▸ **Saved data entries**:
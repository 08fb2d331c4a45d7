//! 移行実行器
//!
//! 1ファイルずつ順番に処理する。ファイル間の並行性はなく、
//! 途中で失敗しても残りのファイルは処理される。

use crate::backup;
use crate::config::MigrateConfig;
use crate::fs::FileSystem;
use crate::transform::imports;
use crate::transform::{ImportInsertion, StyleRules};

pub mod result;

pub use result::{FileReport, MigrateResult, Outcome, SkipReason};

/// 移行実行器
pub struct Migrator<'a> {
    fs: &'a dyn FileSystem,
    config: MigrateConfig,
    rules: StyleRules,
}

impl<'a> Migrator<'a> {
    pub fn new(fs: &'a dyn FileSystem, config: MigrateConfig) -> Self {
        Self {
            fs,
            config,
            rules: StyleRules::new(),
        }
    }

    pub fn config(&self) -> &MigrateConfig {
        &self.config
    }

    /// 1ファイルを処理して結果を返す
    ///
    /// 処理順序:
    /// 1. 存在チェック（なければスキップ、バックアップなし）
    /// 2. 読み込み（失敗はエラー）
    /// 3. StyleSheet マーカーチェック（なければスキップ、バックアップなし）
    /// 4. バックアップ作成（失敗はエラー、以降の処理は行わない）
    /// 5. import 挿入（既存 or アンカーなしはスキップ。バックアップは残る）
    /// 6. スタイル値の書き換え
    /// 7. 書き戻し（失敗はエラー）
    pub fn process_file(&self, name: &str) -> FileReport {
        let path = self.config.target_path(name);

        if !self.fs.exists(&path) {
            return FileReport::skipped(name, SkipReason::NotFound);
        }

        let content = match self.fs.read_to_string(&path) {
            Ok(content) => content,
            Err(err) => return FileReport::failed(name, err.to_string()),
        };

        if !imports::has_style_marker(&content) {
            return FileReport::skipped(name, SkipReason::NoStyleSheet);
        }

        // マーカーを通過したら、import チェックより先にバックアップを取る
        let backup = match backup::create(self.fs, &path) {
            Ok(backup) => backup,
            Err(err) => return FileReport::failed(name, err.to_string()),
        };

        let inserted = match imports::insert_responsive_import(&content) {
            ImportInsertion::Inserted(content) => content,
            ImportInsertion::AlreadyPresent => {
                return FileReport::skipped_after_backup(
                    name,
                    SkipReason::AlreadyResponsive,
                    backup,
                );
            }
            ImportInsertion::AnchorNotFound => {
                return FileReport::skipped_after_backup(name, SkipReason::AnchorNotFound, backup);
            }
        };

        let converted = self.rules.apply(&inserted);

        if let Err(err) = self.fs.write(&path, converted.as_bytes()) {
            return FileReport::failed_after_backup(name, err.to_string(), backup);
        }

        FileReport::updated(name, backup)
    }
}

#[cfg(test)]
#[path = "migrate_test.rs"]
mod tests;
use thiserror::Error;

/// RSM統一エラー型
#[derive(Debug, Error)]
pub enum RsmError {
    #[error("IO error: {0}")]
    Io(#[from] std::io::Error),
}

pub type Result<T> = std::result::Result<T, RsmError>;
//! 移行対象の設定
//!
//! 対象ディレクトリとファイル一覧はコンパイル時定数をデフォルトとし、
//! CLI から上書きしてドライバへ注入する。

use std::path::PathBuf;

/// デフォルトの対象ディレクトリ
pub const DEFAULT_SCREENS_DIR: &str = "src/screens";

/// デフォルトの対象スクリーンファイル
pub const DEFAULT_TARGET_FILES: [&str; 4] = [
    "bagemptyscreen.js",
    "bagquantityselectormodaloverlay.js",
    "bagsizeselectormodaloverlay.js",
    "InviteAFriend.js",
];

/// 移行設定
#[derive(Debug, Clone)]
pub struct MigrateConfig {
    /// 対象スクリーンのディレクトリ
    pub screens_dir: PathBuf,
    /// 処理するファイル名（宣言順に処理される）
    pub files: Vec<String>,
}

impl Default for MigrateConfig {
    fn default() -> Self {
        Self {
            screens_dir: PathBuf::from(DEFAULT_SCREENS_DIR),
            files: DEFAULT_TARGET_FILES.iter().map(|s| s.to_string()).collect(),
        }
    }
}

impl MigrateConfig {
    /// 対象ディレクトリを上書き
    pub fn with_dir(mut self, dir: impl Into<PathBuf>) -> Self {
        self.screens_dir = dir.into();
        self
    }

    /// 対象ファイル一覧を上書き
    pub fn with_files(mut self, files: Vec<String>) -> Self {
        self.files = files;
        self
    }

    /// ファイル名から対象パスを組み立てる
    pub fn target_path(&self, name: &str) -> PathBuf {
        self.screens_dir.join(name)
    }
}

▸ **WORK TASK**:
Filter the data above down to lines with the word "transform", and copy them.

▸ **WRITTEN ANSWER**:
use crate::transform::imports;
use crate::transform::{ImportInsertion, StyleRules};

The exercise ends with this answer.